Timchenko et al. first identified CELF1 function in the regulation of translation of C/EBP beta isoforms . Subsequent research demonstrated that members of this protein family regulate pre-mRNA alternative splicing and may also be involved in mRNA editing and translation . The CELF1 gene may play a role in myotonic dystrophy type 1 (DM1) via interactions with the dystrophia myotonica-protein kinase (DMPK) gene . A previous report identified a correlation between the expression of CELF1 and human lung cancer . However, the cellular mechanism underlying how the CELF1 gene causes this phenomenon has not been clarified. Together these findings implicate possible involvement of the CELF1 gene in cell growth. So far there is no literature reporting the biological function of CELF1 gene in lung cancer cell. We speculate that CELF1 may also play an important role in lung cancer proliferation.

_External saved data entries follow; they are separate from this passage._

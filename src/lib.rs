//! Romforge - ROM image bank and interleave toolkit
//!
//! Transforms fixed-size binary ROM images (arcade/console cartridge dumps)
//! the way flash-cartridge and preservation workflows need them: split into
//! chip-sized fragments, interleaved back together, concatenated across
//! fixed-capacity storage banks, patched, padded and checksummed.
//!
//! ## Operations
//!
//! ```text
//! split-half / split-bytes / split-words   one image -> two fragments
//! merge / merge4                           fragments -> one interleaved image
//! flip / swap                              byte order / half order rewrites
//! concat / concat-words / concat-banked    two images -> one file or prom banks
//! patch                                    overlay one image's prefix onto another
//! pad                                      extend to a target size with a fill byte
//! info                                     size + crc32 report line
//! ```
//!
//! Every operation loads its inputs fully into memory, runs exactly one pure
//! transform from [`transform`], and persists the result through [`store`].
//! Preconditions (equal lengths, even lengths, capacity bounds) are checked
//! before any output file is touched, so a failed operation never leaves a
//! partial file behind.
//!
//! ## Example
//!
//! ```no_run
//! use romforge::cli::{merge_files, split_file, SplitMode};
//! use std::path::Path;
//!
//! // Split a 16-bit ROM into its even and odd byte lanes...
//! split_file(
//!     Path::new("game.p1"),
//!     Path::new("game.even"),
//!     Path::new("game.odd"),
//!     SplitMode::Bytes,
//! ).unwrap();
//!
//! // ...and interleave them back together.
//! merge_files(
//!     Path::new("game.even"),
//!     Path::new("game.odd"),
//!     Path::new("game.rebuilt"),
//! ).unwrap();
//! ```

pub mod cli;
pub mod error;
pub mod store;
pub mod transform;

pub use error::{Result, RomforgeError};
pub use transform::bank::{bank_split, BankPair, BANK_CAPACITY};
pub use transform::checksum::checksum;
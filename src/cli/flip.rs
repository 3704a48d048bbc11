use crate::error::Result;
use crate::store;
use crate::transform::{byte_flip, swap_halves};
use std::path::{Path, PathBuf};

/// Flip the low/high bytes of a file. With no explicit output the file is
/// rewritten in place. Returns the path written.
pub fn flip_file(input: &Path, output: Option<&Path>) -> Result<PathBuf> {
    let data = store::load(input)?;
    let flipped = byte_flip(&data)?;

    let target = output.unwrap_or(input);
    store::save(target, &flipped)?;
    Ok(target.to_path_buf())
}

/// Swap the top and bottom halves of a file. With no explicit output the
/// file is rewritten in place. Returns the path written.
pub fn swap_file(input: &Path, output: Option<&Path>) -> Result<PathBuf> {
    let data = store::load(input)?;
    let swapped = swap_halves(&data);

    let target = output.unwrap_or(input);
    store::save(target, &swapped)?;
    Ok(target.to_path_buf())
}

Our research primarily focused on the effect of CELF1 knockdown on the viability of lung cancer cells. As shown in the results, the expression of CELF1 was higher in human lung cancer tissues compared with normal tissues. Moreover, A549 and H1299 lung cancer cells also exhibited CELF1 expression in mRNA and protein level. Lentiviral-mediated delivery of CELF1 silencing siRNA significantly inhibited these upregulated levels of CELF1 expression, demonstrating that the CELF1 knockdown method was successful. Further in vivo studies should be performed to confirm the use of this siRNA method as a potential therapeutic tool.

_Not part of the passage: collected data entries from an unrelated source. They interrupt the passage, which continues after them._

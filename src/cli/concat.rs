use crate::error::Result;
use crate::store;
use crate::transform::{bank_split, concat, word_merge, BANK_CAPACITY};
use std::path::{Path, PathBuf};

/// Append `in_b` to `in_a` into a single output file.
/// Returns the concatenated length in bytes.
pub fn concat_files(in_a: &Path, in_b: &Path, output: &Path) -> Result<usize> {
    let a = store::load(in_a)?;
    let b = store::load(in_b)?;

    let joined = concat(&a, &b)?;
    store::save(output, &joined)?;
    Ok(joined.len())
}

/// Concatenate two equal-length files by alternating 16-bit words, the
/// layout flash cartridge crom images use.
/// Returns the merged length in bytes.
pub fn concat_words(in_a: &Path, in_b: &Path, output: &Path) -> Result<usize> {
    let a = store::load(in_a)?;
    let b = store::load(in_b)?;

    let merged = word_merge(&a, &b)?;
    store::save(output, &merged)?;
    Ok(merged.len())
}

/// Concatenate two files into fixed-capacity prom banks under `out_dir`:
/// the primary bank is written to `<out_dir>/prom` and, when the combined
/// data overflows one bank, the remainder to `<out_dir>/prom1`.
/// Returns the paths written, in bank order.
pub fn concat_banked(in_a: &Path, in_b: &Path, out_dir: &Path) -> Result<Vec<PathBuf>> {
    let a = store::load(in_a)?;
    let b = store::load(in_b)?;

    let banks = bank_split(&a, &b, BANK_CAPACITY)?;

    let primary_path = out_dir.join("prom");
    store::save(&primary_path, &banks.primary)?;
    let mut written = vec![primary_path];

    if let Some(overflow) = &banks.overflow {
        let overflow_path = out_dir.join("prom1");
        store::save(&overflow_path, overflow)?;
        written.push(overflow_path);
    }

    Ok(written)
}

Interestingly, upon knockdown of CELF1, the survival rates and colony forming ability of lung cancer cells were markedly reduced, indicating pivotal roles of CELF1 in the survival of lung cancer cells. Reports in the literature have suggested that upregulation of CELF1 increased the turnover of oncogenes related to the proliferation of lung cancer cells [7, 9, 18]. Hence, in the absence of CELF1, the turnover of possible oncogenes could presumably decrease, consistent with the cancer cells showing decreased capacity of proliferation and colony formation. Our study showed that CELF1 is overexpressed in lung cancer tissue on RNA level compared with the normal lung tissue and tumor grades had relationship with CELF1 expression level, which is line with the hypothesis mentioned above.
From these results, we can conclude that CELF1 can affect the growth of lung cancer cells and plays an important role in the tumor development process. Further research on the molecular mechanisms of the CELF1 gene is required, particularly in identifying CELF1-interacting proteins, elucidating the molecular mechanisms underlying its biological effects, and determining whether it plays a guiding role in the treatment of lung cancer.